• _PROMPT_
Please give the number of lines in the material below that contain "request", without further comment.

• _RECORDS SHOWN_
:::::
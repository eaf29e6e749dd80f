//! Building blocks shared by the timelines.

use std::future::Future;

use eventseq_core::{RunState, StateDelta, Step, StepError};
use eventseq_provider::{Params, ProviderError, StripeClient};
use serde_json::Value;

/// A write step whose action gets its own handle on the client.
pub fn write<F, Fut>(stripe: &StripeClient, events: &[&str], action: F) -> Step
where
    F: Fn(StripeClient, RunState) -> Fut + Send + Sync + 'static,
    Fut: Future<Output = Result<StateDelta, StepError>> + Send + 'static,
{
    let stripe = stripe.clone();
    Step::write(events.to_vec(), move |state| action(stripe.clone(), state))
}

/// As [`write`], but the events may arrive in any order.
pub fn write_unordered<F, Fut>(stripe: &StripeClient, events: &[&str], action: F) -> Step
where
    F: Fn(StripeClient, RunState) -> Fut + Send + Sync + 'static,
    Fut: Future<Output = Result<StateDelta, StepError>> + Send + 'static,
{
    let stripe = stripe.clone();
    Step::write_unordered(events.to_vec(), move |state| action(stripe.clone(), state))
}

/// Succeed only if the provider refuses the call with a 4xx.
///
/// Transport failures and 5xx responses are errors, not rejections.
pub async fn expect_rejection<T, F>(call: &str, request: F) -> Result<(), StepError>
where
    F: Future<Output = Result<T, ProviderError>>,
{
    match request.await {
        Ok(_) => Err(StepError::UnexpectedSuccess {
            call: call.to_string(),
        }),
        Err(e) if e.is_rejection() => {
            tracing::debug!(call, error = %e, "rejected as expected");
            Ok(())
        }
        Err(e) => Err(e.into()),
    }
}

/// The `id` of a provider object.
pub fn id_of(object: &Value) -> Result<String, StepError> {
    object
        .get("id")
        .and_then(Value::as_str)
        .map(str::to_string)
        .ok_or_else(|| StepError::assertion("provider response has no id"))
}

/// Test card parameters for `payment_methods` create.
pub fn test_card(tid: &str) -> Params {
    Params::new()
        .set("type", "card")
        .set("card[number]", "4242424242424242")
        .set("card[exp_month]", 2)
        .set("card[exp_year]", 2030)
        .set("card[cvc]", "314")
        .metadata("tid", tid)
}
:::::
• _ANSWER TO THE PROBLEM_
2